Remember the fable of the tortoise and the hare? Well, that fable is bollocks. You see, they got the personalities backwards.
In real life, human “tortoises” are laid-back, nonchalant, happy. Meanwhile, human “hares” are destructively disciplinarian, destructively obsessive, and destructively obsessed with quick results.
What happens is that the hares self-flagellate to the point of burnout. Their very obsession with the “race” and “running” it better, faster and longer causes them to come to hate anything to do with “running” and thus avoid it at all costs (here, running = action; race = project).
That’s why hares are always resting and procrastinating instead of moving — it’s not arrogance, it’s self-preservation: hares are refugees from a war being waged by, on and within themselves. They’re not shirkers; they’re not lazy; they’re just trying to get a break from their own mental violence, their constant negative self-talk, their tantalusian expectations.
Hares, under the premise of “delayed gratification” often actually practice “zero gratification“: it’s just never good enough. Ever. They never give themselves the carrot — only the stick. Like Tantalus, they get neither the cool, refreshing water nor the sweet grapes of satisfaction. Only the grapes of, what, wrath? I dunno…
So hares procrastinate and appear to shirk. It’s perhaps a subconscious(?) way for them to hijack/sabotage their own system of cruelty and give themselves at least some carrots, water and sweet grapes between the beatings, hunger and thirst. Neil Fiore talks all about this in “The Now Habit”.
The tortoises, on the other hand, just play their way through the whole thing. They run the “race” not because they have to, but because it’s there. Tortoises screw around, putting one playful, jiggy foot in front of the other. They have so much fun that their victories are practically side-effects (which is a good thing, because moments of victory are far too short to be the be-all and end-all). Yea verily, let it be known that I kid you not — I learned Japanese almost by accident.
Kanji acquisition is a good example of the tortoise-hare dichotomy. Even going at just 10 kanji a day, every day, will have you acquiring 3650 kanji over the course of a year.

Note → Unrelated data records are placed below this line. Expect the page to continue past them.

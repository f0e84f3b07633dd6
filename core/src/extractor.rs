//! Entity & intent extraction.
//!
//! Turns a raw question into an [`Entities`] set by looking up folded,
//! token-boundary phrases against:
//!
//! - the snapshot vocabulary (brands and product keywords that appear in
//!   the rule tables, plus country codes they reference);
//! - a fixed table of country names per locale and their ISO codes;
//! - a fixed alias table mapping everyday product words to the canonical
//!   keywords used by policy sheets.
//!
//! Extraction is a pure transform. Unrecognized words are ignored and empty
//! input yields an empty set, never an error.

use std::collections::BTreeSet;
use std::fmt;

use once_cell::sync::Lazy;
use regex::Regex;
use serde::{Deserialize, Serialize};

use crate::policy_store::PolicySnapshot;
use crate::text::{token_eq, NormalizedText, Phrase};

/// Token rules selected per request.
#[derive(Debug, Clone, Copy, Default, PartialEq, Eq, PartialOrd, Ord, Hash, Serialize, Deserialize)]
#[serde(rename_all = "lowercase")]
pub enum Locale {
    /// English (default).
    #[default]
    En,
    /// French.
    Fr,
    /// Arabic.
    Ar,
}

impl Locale {
    /// Parses a language tag such as `fr` or `fr-FR`. Unknown tags map to `En`.
    #[must_use]
    pub fn parse(tag: &str) -> Self {
        let primary = tag.trim().split(['-', '_']).next().unwrap_or_default();
        match primary.to_ascii_lowercase().as_str() {
            "fr" => Self::Fr,
            "ar" => Self::Ar,
            _ => Self::En,
        }
    }

    /// Lowercase language tag.
    #[must_use]
    pub const fn as_str(&self) -> &'static str {
        match self {
            Self::En => "en",
            Self::Fr => "fr",
            Self::Ar => "ar",
        }
    }

    const fn stopwords(self) -> &'static [&'static str] {
        match self {
            Self::En => &[
                "a", "an", "the", "can", "i", "sell", "selling", "buy", "in", "on", "to", "of", "for",
                "and", "or", "is", "it", "my", "with", "what", "how", "do", "are", "be",
            ],
            Self::Fr => &[
                "le", "la", "les", "un", "une", "des", "de", "du", "en", "au", "aux", "et", "ou", "je",
                "vendre", "puis", "est", "sur", "pour", "avec",
            ],
            Self::Ar => &["في", "من", "على", "هل", "يمكنني", "بيع", "و", "او"],
        }
    }
}

impl fmt::Display for Locale {
    fn fmt(&self, f: &mut fmt::Formatter<'_>) -> fmt::Result {
        f.write_str(self.as_str())
    }
}

// ───────────────────────────────────────────────────────────────────────────
// Fixed tables
// ───────────────────────────────────────────────────────────────────────────

struct CountryNames {
    code: &'static str,
    en: &'static [&'static str],
    fr: &'static [&'static str],
    ar: &'static [&'static str],
}

const COUNTRIES: &[CountryNames] = &[
    CountryNames { code: "NG", en: &["nigeria"], fr: &["nigeria"], ar: &["نيجيريا"] },
    CountryNames { code: "GH", en: &["ghana"], fr: &["ghana"], ar: &["غانا"] },
    CountryNames { code: "KE", en: &["kenya"], fr: &["kenya"], ar: &["كينيا"] },
    CountryNames { code: "EG", en: &["egypt"], fr: &["egypte"], ar: &["مصر"] },
    CountryNames { code: "UG", en: &["uganda"], fr: &["ouganda"], ar: &["أوغندا"] },
    CountryNames { code: "TZ", en: &["tanzania"], fr: &["tanzanie"], ar: &["تنزانيا"] },
    CountryNames { code: "ZA", en: &["south africa"], fr: &["afrique du sud"], ar: &["جنوب أفريقيا"] },
    CountryNames { code: "MA", en: &["morocco"], fr: &["maroc"], ar: &["المغرب"] },
    CountryNames { code: "DZ", en: &["algeria"], fr: &["algérie"], ar: &["الجزائر"] },
    CountryNames { code: "TN", en: &["tunisia"], fr: &["tunisie"], ar: &["تونس"] },
    CountryNames { code: "SN", en: &["senegal"], fr: &["sénégal"], ar: &["السنغال"] },
    CountryNames { code: "CI", en: &["ivory coast", "cote d'ivoire"], fr: &["côte d'ivoire"], ar: &["ساحل العاج"] },
    CountryNames { code: "CM", en: &["cameroon"], fr: &["cameroun"], ar: &["الكاميرون"] },
];

/// Canonical policy keyword followed by the everyday words that mean it.
const PRODUCT_ALIASES: &[(&str, &[&str])] = &[
    (
        "drones or remotely controlled aircraft",
        &["drone", "remotely controlled aircraft", "rc drone", "quadcopter", "uav", "unmanned aerial vehicle"],
    ),
    ("firearms and weapons", &["gun", "pistol", "rifle", "shotgun", "handgun", "firearm", "weapon"]),
    ("knives and sharp weapons", &["knife", "knives", "blade", "blades", "sharp objects"]),
    ("sharp objects", &["sharp object", "sharp items", "pointed objects"]),
    ("night vision devices", &["night vision", "night vision goggles"]),
    ("spy products", &["spy camera", "hidden camera", "nanny cam"]),
    ("remote controls", &["remote", "remote control", "remote controller", "tv remote"]),
    ("video games", &["video game", "computer games", "computer game", "gaming", "games"]),
    ("dietary supplements", &["supplement", "vitamin", "nutrition supplement"]),
    ("covid-19 test kits", &["covid test", "coronavirus test", "rapid test", "antigen test"]),
    ("dialysis machines", &["dialysis", "kidney machine"]),
    ("ventilators", &["ventilator", "breathing machine"]),
    ("catheters", &["catheter"]),
    ("radioactive products", &["radioactive", "nuclear"]),
    ("toxic substances", &["toxic", "poison", "hazardous materials"]),
    ("certain reptile skins", &["reptile skin", "crocodile skin", "snake skin", "lizard skin"]),
    ("camouflage clothing / items", &["camo", "camouflage", "military pattern"]),
    ("adult products", &["adult toy", "intimate products"]),
    ("nicotine products", &["nicotine", "vape", "e-cigarette", "e cig"]),
    ("medical devices", &["medical device", "medical equipment", "healthcare device"]),
    ("all tracking devices", &["gps tracker", "tracking device", "location tracker"]),
    ("gsm signal booster", &["gsm booster", "signal booster", "mobile booster", "cell booster"]),
    ("camera spectacles / smart glasses", &["smart glasses", "camera glasses", "recording glasses", "spy glasses"]),
];

const CATEGORY_HINTS: &[(&str, &str)] = &[
    ("shoe", "Fashion"),
    ("sneaker", "Fashion"),
    ("clothing", "Fashion"),
    ("clothes", "Fashion"),
    ("dress", "Fashion"),
    ("shirt", "Fashion"),
    ("pants", "Fashion"),
    ("bag", "Fashion"),
    ("watch", "Fashion"),
    ("phone", "Electronics"),
    ("smartphone", "Electronics"),
    ("laptop", "Electronics"),
    ("computer", "Electronics"),
    ("headphone", "Electronics"),
    ("earphone", "Electronics"),
    ("drug", "Health"),
    ("medicine", "Health"),
    ("medication", "Health"),
    ("supplement", "Health"),
    ("cosmetic", "Beauty"),
    ("makeup", "Beauty"),
    ("skincare", "Beauty"),
    ("perfume", "Beauty"),
    ("fragrance", "Beauty"),
];

struct CountryPhrase {
    code: &'static str,
    locale: Locale,
    phrase: Phrase,
}

static COUNTRY_PHRASES: Lazy<Vec<CountryPhrase>> = Lazy::new(|| {
    let mut out = Vec::new();
    for country in COUNTRIES {
        for (locale, names) in [(Locale::En, country.en), (Locale::Fr, country.fr), (Locale::Ar, country.ar)] {
            out.extend(names.iter().filter_map(|n| Phrase::new(n)).map(|phrase| CountryPhrase {
                code: country.code,
                locale,
                phrase,
            }));
        }
    }
    out
});

static ALIAS_PHRASES: Lazy<Vec<(String, Vec<Phrase>)>> = Lazy::new(|| {
    PRODUCT_ALIASES
        .iter()
        .filter_map(|(canonical, aliases)| {
            let key = Phrase::new(canonical)?.key;
            Some((key, aliases.iter().filter_map(|a| Phrase::new(a)).collect()))
        })
        .collect()
});

/// ISO code for a country cell written either as a code in the fixed table
/// or as a country name in any supported locale.
#[must_use]
pub fn country_code(raw: &str) -> Option<&'static str> {
    let trimmed = raw.trim();
    if let Some(country) = COUNTRIES.iter().find(|c| c.code.eq_ignore_ascii_case(trimmed)) {
        return Some(country.code);
    }
    let phrase = Phrase::new(trimmed)?;
    COUNTRY_PHRASES
        .iter()
        .find(|c| c.phrase.key == phrase.key)
        .map(|c| c.code)
}

static ISO_CODE_RE: Lazy<Option<Regex>> = Lazy::new(|| Regex::new(r"\b[A-Z]{2}\b").ok());

// ───────────────────────────────────────────────────────────────────────────
// Entities
// ───────────────────────────────────────────────────────────────────────────

/// Listing traits that the original question hints at.
#[derive(Debug, Clone, Copy, Default, PartialEq, Eq, Serialize)]
pub struct ListingFlags {
    /// `used`, `secondhand`, `pre-owned`.
    pub used: bool,
    /// `fake`, `counterfeit`, `replica`, `knockoff`.
    pub counterfeit: bool,
    /// `refurbished`, `renewed`.
    pub refurbished: bool,
    /// `bulk`, `wholesale`, `wholesaler`.
    pub bulk: bool,
}

impl ListingFlags {
    fn detect(text: &NormalizedText) -> Self {
        let any = |words: &[&str]| words.iter().filter_map(|w| Phrase::new(w)).any(|p| text.contains(&p));
        Self {
            used: any(&["used", "secondhand", "second hand", "pre-owned"]),
            counterfeit: any(&["fake", "counterfeit", "replica", "knockoff"]),
            refurbished: any(&["refurbished", "renewed"]),
            bulk: any(&["bulk", "wholesale", "wholesaler"]),
        }
    }
}

/// What was recognized in one question.
///
/// Brands and products are stored as folded phrase keys, which is also how
/// the snapshot indexes its rows. Sets are ordered so that evaluation and
/// serialization are deterministic.
#[derive(Debug, Clone, Default, PartialEq, Eq, Serialize)]
pub struct Entities {
    /// Brand keys present in the snapshot vocabulary.
    pub brands: BTreeSet<String>,
    /// Product keys present in the snapshot vocabulary.
    pub products: BTreeSet<String>,
    /// ISO 3166 alpha-2 codes.
    pub countries: BTreeSet<String>,
    /// Locale used for extraction.
    pub locale: Locale,
    /// Broad category hints, used only for prompt context.
    pub categories: BTreeSet<String>,
    /// Listing traits, used only for prompt context.
    pub flags: ListingFlags,
    /// Normalized question; the blacklist is matched against this.
    #[serde(skip)]
    pub text: NormalizedText,
}

impl Entities {
    /// `true` if nothing at all was recognized.
    #[must_use]
    pub fn is_empty(&self) -> bool {
        self.brands.is_empty() && self.products.is_empty() && self.countries.is_empty()
    }
}

fn is_stopword_phrase(phrase: &Phrase, locale: Locale) -> bool {
    match phrase.tokens.as_slice() {
        [only] => locale.stopwords().iter().any(|s| s == only),
        _ => false,
    }
}

/// Extracts entities from `raw` with the token rules of `locale`.
#[must_use]
pub fn extract(raw: &str, locale: Locale, snapshot: &PolicySnapshot) -> Entities {
    let text = NormalizedText::new(raw);
    let mut entities = Entities {
        locale,
        ..Entities::default()
    };
    if text.is_empty() {
        return entities;
    }
    let vocabulary = snapshot.vocabulary();

    for phrase in &vocabulary.brands {
        if !is_stopword_phrase(phrase, locale) && text.contains(phrase) {
            entities.brands.insert(phrase.key.clone());
        }
    }

    for phrase in &vocabulary.products {
        if !is_stopword_phrase(phrase, locale) && text.contains(phrase) {
            entities.products.insert(phrase.key.clone());
        }
    }
    for (canonical, aliases) in ALIAS_PHRASES.iter() {
        if snapshot.category_rows(canonical).next().is_some() && aliases.iter().any(|a| text.contains(a)) {
            entities.products.insert(canonical.clone());
        }
    }

    for country in COUNTRY_PHRASES.iter() {
        if (country.locale == Locale::En || country.locale == locale) && text.contains(&country.phrase) {
            entities.countries.insert(country.code.to_string());
        }
    }
    if let Some(re) = ISO_CODE_RE.as_ref() {
        for m in re.find_iter(raw) {
            let code = m.as_str();
            let known = COUNTRIES.iter().any(|c| c.code == code) || vocabulary.country_codes.contains(code);
            if known {
                entities.countries.insert(code.to_string());
            }
        }
    }

    for (hint, category) in CATEGORY_HINTS {
        if text.tokens.iter().any(|t| token_eq(t, hint)) {
            entities.categories.insert((*category).to_string());
        }
    }
    entities.flags = ListingFlags::detect(&text);
    entities.text = text;
    entities
}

Conversely, hare-like attempts to force 100 kanji a day often lead to stress, fatigue and overload. The irony of trying to force too many kanji a day is that it often leads to zero-kanji days, zero-kanji months and even zero-kanji years.
Forced high speed often also leads to poorly remembered kanji — I have seen many people feel the need to start over again from scratch. Where’s the speed in that?
I’m not saying “don’t do 100 kanji a day”. If you can do 100 a day happily, then do. If not, then don’t. Find your sweet spot — everyone’s will be different. Find a number that you can hit every day, no matter how small, and then go with that.
During my US-based Japanese project, the so-called “hardcore” phase of AJATT, I was a tortoise. Japanese has always been a toy for me, just something I screw around with. My Chinese, however, has often been hare-like; it has often become a grim duty, something I should do and have to do fast and have to prove a point to the whole world about — more status symbol than self-contained game. And we all know how well status-symbol-seeking language-learners tend to do (see “English in Japan and Korea” for details).
In my experience, only when I act like a tortoise, do I succeed in long-term projects, Sinic or otherwise. As far as I know, only the tortoise model is sustainable. And that’s the key to anything long-term: sustainability — stamina. The tortoise only seems slower. But because she has a model that she actually sustains, you could say she gets to enjoy the metaphorical “compound interest” of her efforts.
Put away the whips and sticks. Relax. Just do one. Enjoy each step. Savor each bite. Become a tortoise and start winning. Remember, it only seems slower: you’ll get there sooner than you think, and well ahead of any hares — those kids all die of heart attacks, suicide and depression* anyway. Be mellow. Be like a grandparent (think about it: maybe it’s not the advanced age that makes grandparents mellow, but the mellowness that allows them to live to an advanced age). Be like a tortoise.